Walking in Winter: Du Lac

Author: Sonia Gernes

i. First, from the stadium roof, a spigotful of blackbirds spurts out across the autumn sky, their blackness circling, circling, like puzzle pieces seeking to connect, to fit wing into tab, tab into tail or beak, to form the solid black felt of the coming winter night.

ii. In darkness and wind, the path from the bookstore is another landscape — a prairie ravine with a single clump of trees. The dorms in the distance are a village of light. I pull my coat closer, watch another lone walker bend into the night. I want to tell her we are walking a liminal route. Even the wind has a shadow here.

iii. After the great blizzard of ’78, when streetlights made a winding sheet of whiteness above and whiteness below, we climbed down, down to enter the doors of O’Shaughnessy, the path four feet above us, the quad a high plateau. Marooned five days, we saw everything anew. The TV spoke of hardship, but we reveled in another truth: we had never walked so far above the earth.

iv.
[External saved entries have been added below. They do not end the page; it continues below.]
pub mod comment;
pub mod init;
pub mod page;
pub mod post;
pub mod window;

use crate::output::{CliError, OutputMode, render_error};
use quill_core::ErrorCode;
use quill_core::SqliteStore;
use quill_core::config::PaginationConfig;
use std::path::{Path, PathBuf};

/// Name of the project directory created by `ql init`.
pub const QUILL_DIR: &str = ".quill";

/// Database file name inside [`QUILL_DIR`].
pub const DB_FILE: &str = "quill.db";

/// Settings every store-backed command needs.
#[derive(Debug, Clone)]
pub struct CmdContext {
    pub project_root: PathBuf,
    pub db_override: Option<PathBuf>,
    pub pagination: PaginationConfig,
    pub output: OutputMode,
}

impl CmdContext {
    /// Resolve the database path: `--db` wins, otherwise the nearest
    /// `.quill/quill.db` walking up from the project root.
    fn db_path(&self) -> Option<PathBuf> {
        if let Some(path) = &self.db_override {
            return Some(path.clone());
        }
        find_quill_dir(&self.project_root).map(|dir| dir.join(DB_FILE))
    }

    /// Open the store, rendering a structured error when there is none.
    pub fn open_store(&self) -> anyhow::Result<SqliteStore> {
        let Some(db_path) = self.db_path() else {
            let code = ErrorCode::NotInitialized;
            let msg = "Not a quill project: .quill directory not found";
            render_error(
                self.output,
                &CliError::with_details(msg, code.hint().unwrap_or_default(), code.code()),
            )?;
            anyhow::bail!(msg);
        };

        tracing::debug!(path = %db_path.display(), "opening store");
        match SqliteStore::open(&db_path) {
            Ok(store) => Ok(store),
            Err(err) => {
                let code = ErrorCode::StorageFailure;
                render_error(
                    self.output,
                    &CliError::with_details(
                        format!("{err:#}"),
                        code.hint().unwrap_or_default(),
                        code.code(),
                    ),
                )?;
                Err(err)
            }
        }
    }

    /// Render a plain not-found error and fail.
    pub fn not_found(&self, code: ErrorCode, msg: String) -> anyhow::Result<()> {
        let suggestion = match code {
            ErrorCode::PostNotFound => "List posts with `ql post list`",
            _ => "Check the id and retry",
        };
        render_error(
            self.output,
            &CliError::with_details(&msg, suggestion, code.code()),
        )?;
        anyhow::bail!(msg)
    }
}

/// Walk up from `start` looking for a `.quill/` directory.
pub fn find_quill_dir(start: &Path) -> Option<PathBuf> {
    let mut current = start.to_path_buf();
    loop {
        let candidate = current.join(QUILL_DIR);
        if candidate.is_dir() {
            return Some(candidate);
        }
        if !current.pop() {
            return None;
        }
    }
}

#[cfg(test)]
mod tests {
    use super::*;

    #[test]
    fn finds_quill_dir_in_ancestors() {
        let dir = tempfile::tempdir().unwrap();
        std::fs::create_dir_all(dir.path().join(".quill")).unwrap();
        let nested = dir.path().join("a/b");
        std::fs::create_dir_all(&nested).unwrap();

        assert_eq!(find_quill_dir(&nested), Some(dir.path().join(".quill")));
    }

    #[test]
    fn db_override_skips_discovery() {
        let ctx = CmdContext {
            project_root: PathBuf::from("/nonexistent"),
            db_override: Some(PathBuf::from("/tmp/custom.db")),
            pagination: PaginationConfig::default(),
            output: OutputMode::Text,
        };
        assert_eq!(ctx.db_path(), Some(PathBuf::from("/tmp/custom.db")));
    }
}
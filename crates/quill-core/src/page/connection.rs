//! Connection assembly.

use super::{Connection, Edge, PageInfo, cursor};
use crate::source::Record;

/// Tag each row with its cursor and attach page info.
///
/// Rows must already be ascending and trimmed; this never re-sorts.
pub fn assemble<R: Record>(
    rows: Vec<R>,
    has_previous_page: bool,
    has_next_page: bool,
) -> Connection<R> {
    let edges: Vec<Edge<R>> = rows
        .into_iter()
        .map(|node| Edge {
            cursor: cursor::encode(&node.sort_key()),
            node,
        })
        .collect();

    let page_info = PageInfo {
        has_next_page,
        has_previous_page,
        start_cursor: edges.first().map(|edge| edge.cursor.clone()),
        end_cursor: edges.last().map(|edge| edge.cursor.clone()),
    };

    Connection { edges, page_info }
}
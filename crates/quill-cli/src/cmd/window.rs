use super::CmdContext;
use super::page::{VisibilityFlags, render_connection};
use crate::output::fail_page;
use clap::Args;
use quill_core::{CancelToken, Paginator};

const DEFAULT_SIDE: u32 = 5;

#[derive(Args, Debug)]
pub struct WindowArgs {
    /// Post the anchor comment belongs to.
    pub post_id: i64,

    /// Anchor comment id.
    pub anchor_id: i64,

    /// Comments to show before the anchor.
    #[arg(long, default_value_t = DEFAULT_SIDE, value_name = "N")]
    pub before: u32,

    /// Comments to show after the anchor.
    #[arg(long, default_value_t = DEFAULT_SIDE, value_name = "N")]
    pub after: u32,

    #[command(flatten)]
    pub visibility: VisibilityFlags,
}

/// `ql window`: an anchor hidden by the visibility flags still positions
/// the window but is left out of it.
pub fn run_window(args: &WindowArgs, ctx: &CmdContext) -> anyhow::Result<()> {
    let store = ctx.open_store()?;
    let paginator = Paginator::new(store, ctx.pagination.clone());

    let connection = paginator
        .window_around_anchor(
            args.post_id,
            args.visibility.visibility(),
            args.anchor_id,
            args.before,
            args.after,
            &CancelToken::new(),
        )
        .map_err(|err| fail_page(ctx.output, err))?;

    render_connection(ctx.output, &connection)
}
Someone has been walking on the surface of the lake. Someone has dared (or should I say “believed”?) that ice will hold. In early light, the trail of boot-prints becomes a text, a pattern of dots and shuffling dashes, a witness of sorts, as I carry my doubts round the trail near the power plant, as I come to the place where water glows like a trinity: the liquid pool, greenish in the light, the steam, rising like a languid ghost, the solid, solid ice.


Sonia Gernes is professor emerita of English at Notre Dame. Her recent collection of poems is What You Hear in the Dark.